How Weddings Have Changed — Some Year-End Reflections

As we approach the end of 2006, it seems like good time to reflect on what’s been going on over the past few years in weddings.

Some aspects of weddings seem to change faster than you can say “capris and wide belts on the catwalk.” In other areas, things are much as they’ve been for eons. Today, let’s look at the …

Ch-ch-ch-ch-changes.

The Theme’s the Thing. No post on the current state of weddings is complete without mentioning themes. Once upon a time, “wedding” was pretty much the theme, and everyone knew what to expect — lots of white, and maybe some hearts or lovebirds or swans to flesh things out. The wedding cake was white, the topper was a kitschy plastic couple standing at attention, the wedding garter was blue and always tossed by the groom, and the photographer knew precisely what shots to check off — the cake mash, the wedding party, the bride at the window.

But things have changed in this era of $30,000+ weddings, and many weddings — perhaps even most — revolve around a theme. Not just a subtle theme, either, like the couple’s favorite colors, but a big, sweeping, gloriously Capital-T Theme. We’ll talk a lot a lot more about themes later on.

The Favor Evolution. It used to be the favors only showed up at certain weddings: East or West Coast weddings, Italian weddings or high end weddings — and when they did appear, they were more than likely to be the familiar five Jordan almonds in some kind of demure packaging. Nowadays, they’re as much a part of most receptions as the flank steak or best man’s toast. And they’re far more likely to express some aspect of the couple’s personality instead of merely hewing to tradition.

Tasty Trends. It wasn’t long ago that Ron Ben-Israel was musing philosophically over the wild, exotic colors couples were craving, like deep reds and burnt orange. Since then, cakes have morphed beyond internal innovations (wild blueberry or rose and pepper creme filling, anyone?) into frank works of performance art (or even publicity stunts) which might involve Manolo Blahnik sugar shoes, or $20 million worth of diamonds in the icing.

But the art installation cakes of society brides aren’t the only changes afoot. Last year saw more brides ditch the cake entirely in favor of cupcake trees, Krispy Kreme doughnuts or favorite pies (such as lemon meringue or key lime). And while many already consider cupcake trees trés passé, some brides are mounting a counterculture attack by picking up simple spice cakes from the local baker on the way to the wedding and sliding them onto do-it-yourself cake trays.

The Ritual Toss. Couples, or perhaps more accurately, brides, are feeling freer than ever to shake off unappealing traditions. Disgusted by the garter toss? Dump it. Cringe at the thought of the dollar dance? No problem. Find the bouquet toss strangely anachronistic? Omit it outright, or get one of those bouquets that come apart in midair so that 10 or more guests can share in your nuptial good luck.
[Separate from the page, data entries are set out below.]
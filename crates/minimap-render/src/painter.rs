//! Painting samples and highlight regions onto a surface.

use crate::surface::Surface;
use kurbo::{Rect, Size};
use minimap_core::config::MinimapConfig;
use minimap_core::dom::ElementKind;
use minimap_core::geometry::CoordinateMapper;
use minimap_core::highlight::{HighlightRegion, HighlightStyle};
use minimap_core::sampler::{Sample, TextRun};
use peniko::Color;

/// Line height as a multiple of the font size.
const LINE_HEIGHT_FACTOR: f64 = 1.2;

/// Seeded random number generator (xorshift32) for text line widths.
#[derive(Debug, Clone)]
pub struct LineRng {
    state: u32,
}

impl LineRng {
    pub fn new(seed: u32) -> Self {
        Self { state: seed.max(1) }
    }

    fn next_u32(&mut self) -> u32 {
        let mut x = self.state;
        x ^= x << 13;
        x ^= x >> 17;
        x ^= x << 5;
        self.state = x;
        x
    }

    /// Random float in range [0, 1)
    pub fn next_unit(&mut self) -> f64 {
        self.next_u32() as f64 / (u32::MAX as f64 + 1.0)
    }
}

/// Synthetic text lines for an element's canvas rectangle.
///
/// Nothing is drawn once the scaled font drops below one pixel. Each line is
/// 70–100% of the element width; fonts of two pixels and up become blocks,
/// smaller ones one-pixel rules.
pub fn text_lines(bounds: Rect, text: &TextRun, scale: f64, max_lines: usize, rng: &mut LineRng) -> Vec<Rect> {
    let font = text.font_size * scale;
    if font < 1.0 {
        return Vec::new();
    }

    let line_height = font * LINE_HEIGHT_FACTOR;
    let count = ((bounds.height() / line_height).floor().max(0.0) as usize).min(max_lines);

    (0..count)
        .filter_map(|i| {
            let y = bounds.y0 + i as f64 * line_height;
            let line_width = bounds.width() * (0.7 + rng.next_unit() * 0.3);
            let (inset, width, height) = if font >= 2.0 {
                (2.0, line_width - 4.0, (font * 0.8).max(1.0))
            } else {
                (1.0, line_width - 2.0, 1.0)
            };
            (width > 0.0).then(|| Rect::from_origin_size((bounds.x0 + inset, y), (width, height)))
        })
        .collect()
}

/// Paints the base layer and the highlight overlay.
#[derive(Debug, Clone)]
pub struct Painter {
    max_text_lines: usize,
    text_seed: u32,
    highlight: HighlightStyle,
    image_fill: Color,
    image_outline: Color,
}

impl Default for Painter {
    fn default() -> Self {
        Self::new(&MinimapConfig::default())
    }
}

impl Painter {
    pub fn new(config: &MinimapConfig) -> Self {
        Self {
            max_text_lines: config.max_text_lines,
            text_seed: config.text_seed,
            highlight: HighlightStyle::default(),
            image_fill: Color::from_rgba8(0xe0, 0xe0, 0xe0, 255),
            image_outline: Color::from_rgba8(0xcc, 0xcc, 0xcc, 255),
        }
    }

    pub fn highlight_style(&self) -> &HighlightStyle {
        &self.highlight
    }

    /// Paint the background and every sample in traversal order.
    ///
    /// The line-width generator restarts from the configured seed on every
    /// call, so an unchanged document paints identical frames.
    pub fn paint_base<S: Surface>(&self, surface: &mut S, background: Color, samples: &[Sample], mapper: &CoordinateMapper) {
        let size = surface.size();
        surface.fill_rect(Rect::from_origin_size((0.0, 0.0), size), background);

        let mut rng = LineRng::new(self.text_seed);
        for sample in samples {
            self.paint_sample(surface, sample, mapper, &mut rng);
        }
    }

    fn paint_sample<S: Surface>(&self, surface: &mut S, sample: &Sample, mapper: &CoordinateMapper, rng: &mut LineRng) {
        let bounds = mapper.to_canvas(sample.bounds);

        if let Some(background) = sample.background {
            surface.fill_rect(bounds, background);
        }

        if let Some(border) = sample.border {
            surface.stroke_rect(bounds, border.color, mapper.stroke_width(border.width));
        }

        if let Some(text) = &sample.text {
            for line in text_lines(bounds, text, mapper.scale, self.max_text_lines, rng) {
                surface.fill_rect(line, text.color);
            }
        }

        if sample.kind == ElementKind::Image {
            surface.fill_rect(bounds, self.image_fill);
            surface.stroke_rect(bounds, self.image_outline, 1.0);
        }
    }

    /// Paint highlight regions over the base layer.
    pub fn paint_highlights<S: Surface>(&self, surface: &mut S, regions: &[HighlightRegion]) {
        for region in regions {
            let bounds = enforce_min(region.bounds, self.highlight.min_size);
            surface.fill_rect(bounds, self.highlight.fill);
            surface.stroke_rect(bounds, self.highlight.outline, self.highlight.outline_width);
        }
    }
}

fn enforce_min(rect: Rect, min: Size) -> Rect {
    Rect::from_origin_size(rect.origin(), Size::new(rect.width().max(min.width), rect.height().max(min.height)))
}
Variable Vows. Vows used to be a pretty straightforward deal, and everyone knew the lines:

I promise, with God’s help, to be your faithful wife, to love and obey you as Christ commands, in sickness and in health, for better or for worse, as long as we both shall live.

— traditional

Of course, obey was one of the first things to go, but personalization has gone much further. It’s been a force to reckon with for the past 20 years, says Santa Barbara officiant Charles Laird, but particularly so for the last 10. And while it’s rare for couples to actually pen their own vows from scratch, he adds, picking and choosing among the many online alternatives has become commonplace … with couples splicing and dicing from very formal vows, “theme” vows (think Elizabethan or Elvis vows or even LEGO vows), and everything in between.
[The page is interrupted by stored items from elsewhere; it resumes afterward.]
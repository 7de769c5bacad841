mod run;

use crate::{descriptor::ConnectionDescriptor, report::Format};

/// Action enum representing each possible command
#[derive(Debug)]
pub enum Action {
    Probe {
        descriptor: ConnectionDescriptor,
        label: Option<String>,
        format: Format,
        exit_code: bool,
    },
}

impl Action {
    /// Execute the action
    ///
    /// # Errors
    ///
    /// Returns an error if the probe fails and `exit_code` was requested, or
    /// if the report can't be written
    pub async fn execute(self) -> anyhow::Result<()> {
        run::execute(self).await
    }
}
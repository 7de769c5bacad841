/// `PostgreSQL` integration tests
///
/// These need a running `PostgreSQL` without TLS (see `common::POSTGRES_DSN`),
/// so TLS is disabled explicitly.
///
/// Run tests:
///   cargo test --test `postgres_test` -- --ignored --nocapture
///
/// Environment variables:
///   `PGPROBE_TEST_DSN` - Override the default connection URL
mod common;

use common::*;
use pgprobe::{
    ProbeResult,
    probe::{FailureKind, PgConnector, probe},
    tls::TlsMode,
};
use std::io;

#[tokio::test]
#[ignore = "requires running PostgreSQL container"]
async fn test_postgres_probe_success() {
    if skip_if_no_postgres() {
        return;
    }

    let (result, output) = probe_postgres(&postgres_dsn(), TlsMode::Disable).await;
    assert_eq!(result, ProbeResult::Success { value: 1 }, "{output}");
    assert!(output.contains("Successfully connected to the database."));
    assert!(output.contains("Test query successful. Result: 1"));
}

#[tokio::test]
#[ignore = "requires running PostgreSQL container"]
async fn test_postgres_probe_twice() {
    if skip_if_no_postgres() {
        return;
    }

    let descriptor = descriptor(&postgres_dsn(), TlsMode::Disable);
    for i in 0..2 {
        let result = probe(&PgConnector, &descriptor, None, &mut io::sink()).await;
        assert_eq!(
            result,
            ProbeResult::Success { value: 1 },
            "probe {i} failed"
        );
    }
}

#[tokio::test]
#[ignore = "requires running PostgreSQL container"]
async fn test_postgres_wrong_password() {
    if skip_if_no_postgres() {
        return;
    }

    let url = with_password(&postgres_dsn(), "definitely-not-the-password");
    let result = probe_quiet(&url, TlsMode::Disable).await;

    match result {
        ProbeResult::Failure(err) => {
            assert_eq!(err.kind, FailureKind::Authentication, "{err}");
            assert!(err.message.contains("password"), "{err}");
        }
        ProbeResult::Success { .. } => panic!("wrong password must not succeed"),
    }
}

#[tokio::test]
#[ignore = "requires running PostgreSQL container"]
async fn test_postgres_unknown_database() {
    if skip_if_no_postgres() {
        return;
    }

    let url = postgres_dsn();
    let (base, _) = url.rsplit_once('/').unwrap();
    let result = probe_quiet(&format!("{base}/pgprobe_missing_db"), TlsMode::Disable).await;

    match result {
        ProbeResult::Failure(err) => assert_eq!(err.kind, FailureKind::Rejected, "{err}"),
        ProbeResult::Success { .. } => panic!("unknown database must not succeed"),
    }
}

#[tokio::test]
#[ignore = "requires running PostgreSQL container"]
async fn test_postgres_require_does_not_downgrade() {
    if skip_if_no_postgres() {
        return;
    }

    // the default container has no TLS, `require` must fail instead of falling back
    let result = probe_quiet(&postgres_dsn(), TlsMode::Require).await;

    match result {
        ProbeResult::Failure(err) => assert_eq!(err.kind, FailureKind::Tls, "{err}"),
        ProbeResult::Success { .. } => panic!("sslmode=require succeeded without TLS"),
    }
}
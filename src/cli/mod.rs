pub mod actions;
pub mod commands;
pub mod dispatch;
pub mod start;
Absolutely, couples are personalizing, agrees Rochester minister Jack Porcello, who estimates about 70% of the couples he marries picks and chooses assertively when it comes to vows. But it wasn’t so in the nineties, he adds, when vows tended to be ultra-traditional … and short, too, just like the vows people were seeing on TV in the form of Princess Di’s royal wedding, all those soap opera nuptials and other celebrity affairs.

Supersize Me. More weddings are turning into weekend-long affairs, or at minimum stretching late into the night with raucous afterparties, complete with their own drinks and eats. Often for the bride, this involves a quick-change from the bulky veil and train-bedecked dress into a sassy yet bridal party frock and foot-friendy dancing shoes.